Each line from the start of the records through the line containing "violation during insert/update." is to be transcribed exactly, and no other line is to be included.

----------

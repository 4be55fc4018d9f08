//! SQL statement generation from entity descriptors.

use std::fmt;

use serde::{Deserialize, Serialize};

use crate::{EntityDescriptor, FieldDescriptor, Record, StorageError, Value};

/// Behavior on constraint violation during insert/update.
#[derive(Debug, Clone, Copy, Default, PartialEq, Eq, Serialize, Deserialize)]
#[serde(rename_all = "UPPERCASE")]
pub enum ConflictStrategy {
    #[default]
    Abort,
    Replace,
    Ignore,
    Fail,
    Rollback,
}

impl ConflictStrategy {
    pub fn as_sql(self) -> &'static str {
        match self {
            ConflictStrategy::Abort => "ABORT",
            ConflictStrategy::Replace => "REPLACE",
            ConflictStrategy::Ignore => "IGNORE",
            ConflictStrategy::Fail => "FAIL",
            ConflictStrategy::Rollback => "ROLLBACK",
        }
    }
}

impl fmt::Display for ConflictStrategy {
    fn fmt(&self, f: &mut fmt::Formatter<'_>) -> fmt::Result {
        f.write_str(self.as_sql())
    }
}

/// Statement text together with its positional parameters.
#[derive(Debug, Clone, PartialEq)]
pub struct Statement {
    pub sql: String,
    pub params: Vec<Value>,
}

fn quote(identifier: &str) -> String {
    format!("`{}`", identifier.replace('`', "``"))
}

fn assignments<'a>(fields: impl Iterator<Item = &'a FieldDescriptor>, separator: &str) -> String {
    fields
        .map(|f| format!("{} = ?", quote(&f.name)))
        .collect::<Vec<_>>()
        .join(separator)
}

fn bind<'a>(record: &Record, fields: impl Iterator<Item = &'a FieldDescriptor>) -> Vec<Value> {
    fields.map(|f| record.get(&f.name)).collect()
}

fn key_fields(desc: &EntityDescriptor) -> Result<Vec<&FieldDescriptor>, StorageError> {
    let keys: Vec<_> = desc.primary_key_fields().collect();
    if keys.is_empty() {
        return Err(StorageError::MissingPrimaryKey(desc.name.clone()));
    }
    Ok(keys)
}

/// `CREATE TABLE IF NOT EXISTS` for an entity.
///
/// A single key column carries its constraint inline; a composite key is
/// declared once as a table constraint over the key columns in sorted order.
pub fn create_table_sql(desc: &EntityDescriptor) -> String {
    let keys: Vec<&FieldDescriptor> = desc.primary_key_fields().collect();
    let composite = keys.len() > 1;

    let mut columns: Vec<String> = desc
        .fields
        .values()
        .map(|f| {
            let mut column = format!("{} {}", quote(&f.name), f.kind.column_type());
            if f.primary_key && !composite {
                column.push_str(" PRIMARY KEY");
                if f.auto_increment {
                    column.push_str(" AUTOINCREMENT");
                }
            }
            if f.primary_key {
                column.push_str(" NOT NULL");
            }
            column
        })
        .collect();

    if composite {
        let cols: Vec<String> = keys.iter().map(|f| quote(&f.name)).collect();
        columns.push(format!("PRIMARY KEY({})", cols.join(", ")));
    }
    for group in &desc.unique_groups {
        let cols: Vec<String> = group.iter().map(|c| quote(c)).collect();
        columns.push(format!("UNIQUE({})", cols.join(", ")));
    }

    format!(
        "CREATE TABLE IF NOT EXISTS {} ({})",
        quote(&desc.table_name),
        columns.join(", ")
    )
}

/// INSERT for an instance; auto-increment columns are left to the store.
pub fn insert(
    desc: &EntityDescriptor,
    record: &Record,
    strategy: ConflictStrategy,
) -> Statement {
    let fields: Vec<_> = desc.fields.values().filter(|f| !f.auto_increment).collect();
    let columns: Vec<String> = fields.iter().map(|f| quote(&f.name)).collect();
    let placeholders = vec!["?"; fields.len()].join(", ");

    Statement {
        sql: format!(
            "INSERT OR {} INTO {} ({}) VALUES ({})",
            strategy,
            quote(&desc.table_name),
            columns.join(", "),
            placeholders
        ),
        params: bind(record, fields.into_iter()),
    }
}

/// DELETE for an instance, keyed by its primary-key values.
pub fn delete(desc: &EntityDescriptor, record: &Record) -> Result<Statement, StorageError> {
    let keys = key_fields(desc)?;

    Ok(Statement {
        sql: format!(
            "DELETE FROM {} WHERE {}",
            quote(&desc.table_name),
            assignments(keys.iter().copied(), " AND ")
        ),
        params: bind(record, keys.into_iter()),
    })
}

/// UPDATE for an instance. Parameters are the non-key values followed by the
/// key values, matching the SET and WHERE clause order.
pub fn update(
    desc: &EntityDescriptor,
    record: &Record,
    strategy: ConflictStrategy,
) -> Result<Statement, StorageError> {
    let keys = key_fields(desc)?;
    let values: Vec<_> = desc.value_fields().collect();
    if values.is_empty() {
        return Err(StorageError::NothingToUpdate(desc.name.clone()));
    }

    let sql = format!(
        "UPDATE OR {} {} SET {} WHERE {}",
        strategy,
        quote(&desc.table_name),
        assignments(values.iter().copied(), ", "),
        assignments(keys.iter().copied(), " AND ")
    );
    let params = bind(record, values.into_iter().chain(keys));

    Ok(Statement { sql, params })
}

#[cfg(test)]
mod tests {
    use super::*;
    use crate::{FieldDeclaration, RecordDeclaration};

    fn user() -> EntityDescriptor {
        EntityDescriptor::build(
            &RecordDeclaration::new("User")
                .entity(None)
                .unique(["name"])
                .field(
                    FieldDeclaration::new("id", "i64")
                        .primary_key(true)
                        .auto_increment(true),
                )
                .field(FieldDeclaration::new("name", "String")),
        )
        .unwrap()
    }

    fn shipment() -> EntityDescriptor {
        EntityDescriptor::build(
            &RecordDeclaration::new("Shipment")
                .entity(Some("shipment"))
                .unique(["carrier", "tracking"])
                .field(FieldDeclaration::new("weight", "f64"))
                .field(FieldDeclaration::new("tracking", "String"))
                .field(FieldDeclaration::new("uuid", "i64").primary_key(true))
                .field(FieldDeclaration::new("carrier", "String")),
        )
        .unwrap()
    }

    fn keyless() -> EntityDescriptor {
        EntityDescriptor::build(
            &RecordDeclaration::new("Log")
                .entity(None)
                .field(FieldDeclaration::new("line", "String")),
        )
        .unwrap()
    }

    #[test]
    fn create_table_lists_sorted_columns_and_key_clauses() {
        assert_eq!(
            create_table_sql(&user()),
            "CREATE TABLE IF NOT EXISTS `user` (`id` INTEGER PRIMARY KEY AUTOINCREMENT NOT NULL, `name` TEXT, UNIQUE(`name`))"
        );
    }

    #[test]
    fn composite_unique_group_yields_one_clause_in_declared_order() {
        let sql = create_table_sql(&shipment());
        assert_eq!(sql.matches("UNIQUE(").count(), 1);
        assert!(sql.ends_with("UNIQUE(`carrier`, `tracking`))"));
        assert!(sql.contains(
            "(`carrier` TEXT, `tracking` TEXT, `uuid` INTEGER PRIMARY KEY NOT NULL, `weight` REAL,"
        ));
    }

    #[test]
    fn insert_skips_auto_increment_columns() {
        let record = Record::new("User").with_value("id", 0).with_value("name", "john");
        let stmt = insert(&user(), &record, ConflictStrategy::Abort);
        assert_eq!(stmt.sql, "INSERT OR ABORT INTO `user` (`name`) VALUES (?)");
        assert_eq!(stmt.params, vec![Value::Text("john".to_string())]);
    }

    #[test]
    fn insert_binds_in_column_order_with_missing_values_as_null() {
        let record = Record::new("Shipment")
            .with_value("uuid", 7)
            .with_value("carrier", "acme")
            .with_value("weight", 1.5);
        let stmt = insert(&shipment(), &record, ConflictStrategy::Replace);
        assert_eq!(
            stmt.sql,
            "INSERT OR REPLACE INTO `shipment` (`carrier`, `tracking`, `uuid`, `weight`) VALUES (?, ?, ?, ?)"
        );
        assert_eq!(
            stmt.params,
            vec![
                Value::Text("acme".to_string()),
                Value::Null,
                Value::Integer(7),
                Value::Real(1.5),
            ]
        );
    }

    #[test]
    fn update_binds_values_then_keys() {
        let record = Record::new("Shipment")
            .with_value("uuid", 42)
            .with_value("carrier", "acme")
            .with_value("tracking", "T-1")
            .with_value("weight", 2.0);
        let stmt = update(&shipment(), &record, ConflictStrategy::Abort).unwrap();
        assert_eq!(
            stmt.sql,
            "UPDATE OR ABORT `shipment` SET `carrier` = ?, `tracking` = ?, `weight` = ? WHERE `uuid` = ?"
        );
        assert_eq!(stmt.params.len(), 4);
        assert_eq!(stmt.params[3], Value::Integer(42));
        assert_eq!(stmt.params[0], Value::Text("acme".to_string()));
    }

    #[test]
    fn composite_keys_join_with_and() {
        let desc = EntityDescriptor::build(
            &RecordDeclaration::new("Membership")
                .entity(None)
                .field(FieldDeclaration::new("user", "i64").primary_key(true))
                .field(FieldDeclaration::new("group", "i64").primary_key(true))
                .field(FieldDeclaration::new("role", "String")),
        )
        .unwrap();
        let record = Record::new("Membership")
            .with_value("user", 1)
            .with_value("group", 2)
            .with_value("role", "admin");

        let stmt = delete(&desc, &record).unwrap();
        assert_eq!(
            stmt.sql,
            "DELETE FROM `membership` WHERE `group` = ? AND `user` = ?"
        );
        assert_eq!(stmt.params, vec![Value::Integer(2), Value::Integer(1)]);
    }

    #[test]
    fn composite_key_is_declared_once_as_a_table_constraint() {
        let desc = EntityDescriptor::build(
            &RecordDeclaration::new("Membership")
                .entity(None)
                .unique(["role"])
                .field(FieldDeclaration::new("user", "i64").primary_key(true))
                .field(FieldDeclaration::new("group", "i64").primary_key(true))
                .field(FieldDeclaration::new("role", "String")),
        )
        .unwrap();
        let sql = create_table_sql(&desc);
        assert_eq!(
            sql,
            "CREATE TABLE IF NOT EXISTS `membership` (`group` INTEGER NOT NULL, `role` TEXT, `user` INTEGER NOT NULL, PRIMARY KEY(`group`, `user`), UNIQUE(`role`))"
        );
        assert_eq!(sql.matches("PRIMARY KEY").count(), 1);
    }

    #[test]
    fn delete_and_update_require_a_primary_key() {
        let record = Record::new("Log").with_value("line", "x");
        assert!(matches!(
            delete(&keyless(), &record),
            Err(StorageError::MissingPrimaryKey(name)) if name == "Log"
        ));
        assert!(matches!(
            update(&keyless(), &record, ConflictStrategy::Abort),
            Err(StorageError::MissingPrimaryKey(_))
        ));
    }

    #[test]
    fn update_without_value_columns_is_rejected() {
        let desc = EntityDescriptor::build(
            &RecordDeclaration::new("Tag")
                .entity(None)
                .field(FieldDeclaration::new("name", "String").primary_key(true)),
        )
        .unwrap();
        let record = Record::new("Tag").with_value("name", "rust");
        assert!(matches!(
            update(&desc, &record, ConflictStrategy::Abort),
            Err(StorageError::NothingToUpdate(_))
        ));
    }
}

----------

• [OUTPUT BELOW]:
repository 4be55fc4018d9f08
//! SQL statement generation from entity descriptors.

use std::fmt;

use serde::{Deserialize, Serialize};

use crate::{EntityDescriptor, FieldDescriptor, Record, StorageError, Value};

/// Behavior on constraint violation during insert/update.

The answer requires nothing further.